AU students engage in journalism and politics in new experiential learning course Battleground Virginia
The course provided students a front-seat in the Virginia gubernatorial election
Editor’s Note: Eagle staff reporters Nina Heller, Skye Witley, Ben Johansen and Fariha Rahman are a part of this class. They were not involved in the reporting, writing or editing of this story.
At the conclusion of the Virginia gubernatorial race, American University students gained cutting-edge experiential learning opportunities through the School of Communication and School of Public Affairs.
Students traveled to Richmond, Virginia, on the morning of Saturday, Oct. 30 and left on election night, Tuesday, Nov. 3, as part of an experiential learning course taught by journalism professors Betsy Fischer Martin and Lynne Perri and political communications professor Molly O’Rourke.
While in the field, students split their time between taking part in journalistic activities and observing political events. On the journalism side of the field experience, students collaborated with The Washington Post to talk to voters on Election Day.
“The students ... spread out at 18 different polling locations in the greater Richmond area, and spoke to voters as they were coming out of the polls to try to get a sense from them on what issues mattered the most to them,” Fischer Martin said.
Some of these interviews were included in The Washington Post’s election coverage, along with vignettes that were typed up by students.
The course also offered students the opportunity to engage with political and campaign leaders. These engagements were with a variety of political actors, including high-level people within the campaign like strategists and former governor Terry McAuliffe, the Democratic candidate in the race.
“I actually got to interview or ask one question to Terry McAuliffe, and that was extremely nerve-wracking,” said Elisabeth St. Onge, a graduate student in the SPA. “As a poli-sci person, I’ve never interviewed someone of that kind of stature before.”
Students also got the chance to speak with Gov. Ralph Northam prior to a canvassing kickoff event that the class observed. During the meeting, students were able to ask questions about the campaign.
Prior to the field experience, however, students went through an intensive preparation cycle. For the first few months of the course, which started in August, students engaged with a variety of sources to better understand the political landscape in Virginia, according to Fischer Martin. This included talking with the Washington Post reporter assigned to the race and speaking with Frank Atkinson, the author of “Virginia in the Vanguard,” a book on Virginia politics.
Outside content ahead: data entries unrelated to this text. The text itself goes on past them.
//! Simulated poster generation
//!
//! Produces placeholder SVG previews from album metadata and a template
//! choice; no real rendering pipeline exists. The generated poster is
//! retained so a later export call can write its placeholder file.

use crate::error::{PosterError, Result};
use crate::types::{AlbumInfo, Poster, PosterFormat, PosterTemplate};
use base64::{engine::general_purpose::STANDARD, Engine as _};
use chrono::Utc;
use std::path::PathBuf;
use std::sync::atomic::{AtomicBool, Ordering};
use std::sync::Mutex;
use std::time::Duration;
use uuid::Uuid;

/// Poster maker configuration
#[derive(Debug, Clone)]
pub struct PosterConfig {
    /// Directory poster exports are written into
    pub out_dir: PathBuf,
    /// Artificial generation delay
    pub delay: Duration,
}

impl PosterConfig {
    /// Default configuration for an output directory
    pub fn new(out_dir: impl Into<PathBuf>) -> Self {
        Self {
            out_dir: out_dir.into(),
            delay: Duration::from_secs(3),
        }
    }

    /// Remove the artificial delay (for tests)
    pub fn without_delay(mut self) -> Self {
        self.delay = Duration::ZERO;
        self
    }
}

/// Outcome of a successful poster export
#[derive(Debug, Clone, PartialEq, Eq)]
pub struct PosterReceipt {
    /// Name of the written file (`<sanitized>_poster.<ext>`)
    pub filename: String,
    /// Full path of the written file
    pub path: PathBuf,
    /// Format label that was requested
    pub format: PosterFormat,
}

/// Simulated poster generator with a busy-state guard and last-poster
/// retention
pub struct PosterMaker {
    config: PosterConfig,
    busy: AtomicBool,
    last: Mutex<Option<Poster>>,
}

impl PosterMaker {
    /// Create a poster maker writing exports into `out_dir`
    pub fn new(out_dir: impl Into<PathBuf>) -> Self {
        Self::with_config(PosterConfig::new(out_dir))
    }

    /// Create a poster maker from an explicit configuration
    pub fn with_config(config: PosterConfig) -> Self {
        Self {
            config,
            busy: AtomicBool::new(false),
            last: Mutex::new(None),
        }
    }

    /// Whether a generation is currently pending
    pub fn is_generating(&self) -> bool {
        self.busy.load(Ordering::SeqCst)
    }

    /// The most recently generated poster, if any
    pub fn last_poster(&self) -> Option<Poster> {
        self.last.lock().unwrap().clone()
    }

    /// Generate a placeholder poster for the album with the chosen
    /// template
    pub async fn generate(&self, album: AlbumInfo, template: PosterTemplate) -> Result<Poster> {
        let _guard = self.claim()?;
        tokio::time::sleep(self.config.delay).await;

        let svg = render_svg(&album, template);
        let poster = Poster {
            id: Uuid::new_v4().to_string(),
            template,
            album_data: album,
            generated_at: Utc::now(),
            preview_url: format!("data:image/svg+xml;base64,{}", STANDARD.encode(svg)),
        };

        *self.last.lock().unwrap() = Some(poster.clone());
        tracing::info!(
            poster = %poster.id,
            template = template.as_str(),
            "generated poster"
        );
        Ok(poster)
    }

    /// Export the last generated poster as a placeholder file in the
    /// requested format
    pub fn export(&self, format: PosterFormat) -> Result<PosterReceipt> {
        let poster = self.last_poster().ok_or(PosterError::NoPoster)?;

        let content = format!(
            "Poster Export: {} - {}",
            poster.album_data.title,
            format.label()
        );
        let filename = format!(
            "{}_poster.{}",
            sanitize_filename(&poster.album_data.title),
            format.extension()
        );
        let path = self.config.out_dir.join(&filename);
        std::fs::write(&path, content)?;

        tracing::info!(filename = %filename, "exported poster placeholder");
        Ok(PosterReceipt {
            filename,
            path,
            format,
        })
    }

    fn claim(&self) -> Result<BusyGuard<'_>> {
        self.busy
            .compare_exchange(false, true, Ordering::SeqCst, Ordering::SeqCst)
            .map_err(|_| PosterError::Busy)?;
        Ok(BusyGuard(&self.busy))
    }
}

struct BusyGuard<'a>(&'a AtomicBool);

impl Drop for BusyGuard<'_> {
    fn drop(&mut self) {
        self.0.store(false, Ordering::SeqCst);
    }
}

/// Placeholder preview: dark card, art rect, title/artist lines, template
/// caption in the template's primary color
fn render_svg(album: &AlbumInfo, template: PosterTemplate) -> String {
    let info = template.info();
    format!(
        r##"<svg width="300" height="400" xmlns="http://www.w3.org/2000/svg">
  <rect width="100%" height="100%" fill="#1f2937"/>
  <rect x="20" y="20" width="260" height="200" fill="#374151" rx="10"/>
  <text x="150" y="250" text-anchor="middle" fill="white" font-family="Arial" font-size="16">{title}</text>
  <text x="150" y="270" text-anchor="middle" fill="#9ca3af" font-family="Arial" font-size="12">{artist}</text>
  <text x="150" y="350" text-anchor="middle" fill="{accent}" font-family="Arial" font-size="10">{name} Template</text>
</svg>"##,
        title = xml_escape(&album.title),
        artist = xml_escape(&album.artist),
        accent = info.colors[0],
        name = info.name,
    )
}

fn xml_escape(text: &str) -> String {
    text.replace('&', "&amp;").replace('<', "&lt;").replace('>', "&gt;")
}

fn sanitize_filename(name: &str) -> String {
    name.chars()
        .map(|c| if c.is_ascii_alphanumeric() { c } else { '_' })
        .collect()
}

#[cfg(test)]
mod tests {
    use super::*;

    fn test_maker(dir: &std::path::Path) -> PosterMaker {
        PosterMaker::with_config(PosterConfig::new(dir).without_delay())
    }

    #[tokio::test]
    async fn generate_produces_a_data_url_preview() {
        let dir = tempfile::tempdir().unwrap();
        let maker = test_maker(dir.path());

        let poster = maker
            .generate(
                AlbumInfo::new("Blue Train", "John Coltrane"),
                PosterTemplate::Vintage,
            )
            .await
            .expect("Failed to generate poster");

        assert_eq!(poster.template, PosterTemplate::Vintage);
        assert!(poster.preview_url.starts_with("data:image/svg+xml;base64,"));

        let encoded = poster
            .preview_url
            .strip_prefix("data:image/svg+xml;base64,")
            .unwrap();
        let svg = String::from_utf8(STANDARD.decode(encoded).unwrap()).unwrap();
        assert!(svg.contains("Blue Train"));
        assert!(svg.contains("John Coltrane"));
        assert!(svg.contains("Vintage Template"));
        assert!(svg.contains("#d97706"));
    }

    #[tokio::test]
    async fn generate_retains_the_last_poster() {
        let dir = tempfile::tempdir().unwrap();
        let maker = test_maker(dir.path());

        assert!(maker.last_poster().is_none());

        let poster = maker
            .generate(AlbumInfo::new("A", "B"), PosterTemplate::Pinterest)
            .await
            .unwrap();
        assert_eq!(maker.last_poster().unwrap().id, poster.id);
    }

    #[tokio::test]
    async fn export_without_a_poster_is_rejected() {
        let dir = tempfile::tempdir().unwrap();
        let maker = test_maker(dir.path());

        let err = maker.export(PosterFormat::Png).unwrap_err();
        assert!(matches!(err, PosterError::NoPoster));
    }

    #[tokio::test]
    async fn export_writes_a_placeholder_in_the_requested_format() {
        let dir = tempfile::tempdir().unwrap();
        let maker = test_maker(dir.path());

        maker
            .generate(AlbumInfo::new("Blue Train", "John Coltrane"), PosterTemplate::Modern)
            .await
            .unwrap();

        let receipt = maker.export(PosterFormat::Pdf).unwrap();
        assert_eq!(receipt.filename, "Blue_Train_poster.pdf");

        let content = std::fs::read_to_string(&receipt.path).unwrap();
        assert_eq!(content, "Poster Export: Blue Train - PDF");
    }

    #[tokio::test]
    async fn overlapping_generations_are_rejected() {
        let dir = tempfile::tempdir().unwrap();
        let mut config = PosterConfig::new(dir.path()).without_delay();
        config.delay = Duration::from_millis(50);
        let maker = PosterMaker::with_config(config);

        let album = AlbumInfo::new("A", "B");
        let (first, second) = tokio::join!(
            maker.generate(album.clone(), PosterTemplate::Collage),
            maker.generate(album.clone(), PosterTemplate::Collage),
        );

        assert!(first.is_ok());
        assert!(matches!(second, Err(PosterError::Busy)));
        assert!(!maker.is_generating());
    }
}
Students looked at the coverage of polling information with an emphasis on the accuracy and reliability of the reporting. This included a written analysis, which dovetailed into another assignment about the bias and accuracy of news reports on events during the election.
“I knew that I’d be able to cover why people vote and what interests different people, in addition to being able to then write on it,” St. Onge said. “Which is something that I hadn’t had that much experience with as a policy person.”
As part of the course, students also learn the ins and outs of different political and journalism tools used in the field. Since the class has students with different academic backgrounds, the professors devoted time to ensuring that students understand how to do work in the field, such as interviewing voters. This came into play later on, when students attended campaign events in the field.
“How they put on the rallies was really different. Youngkin had one in an airplane hangar with tons of … people and firefighters [surrounding him],” Lucy Hays said, a sophomore in the SPA. “I enjoyed watching those kinds of things play out.”
Once students returned from the field, they immediately began to work on the course’s final project, which spans from the end of the field experience to the conclusion of the course. Many students drew inspiration from observations they made in the field.
Hays was struck by the enthusiasm gap between the candidates’ supporters.
“I’m going to be talking to a strategist on both sides about what they did, what their strategy was going into the campaign, what they thought worked and didn’t in generating that enthusiasm,” Hays said.
Similarly, St. Onge was originally going to research the impact that education had on the election outcome but changed her project to explore the role that nationalism played in the Republican campaign strategy.
“I really want to research and discuss how we lean on nationalism and preying on white fears and anxieties,” St. Onge said. “I also want to touch on how nationalism has been used as a campaign tactic and historical elections and look towards the future.”
The course, although done several times in the past during presidential campaigns, still took a lot of work to plan, according to Fischer Martin. The planning process began in August when, according to O’Rourke, she and the other instructors began to reach out to individual people and organizations to interview and meet when the class traveled to Richmond.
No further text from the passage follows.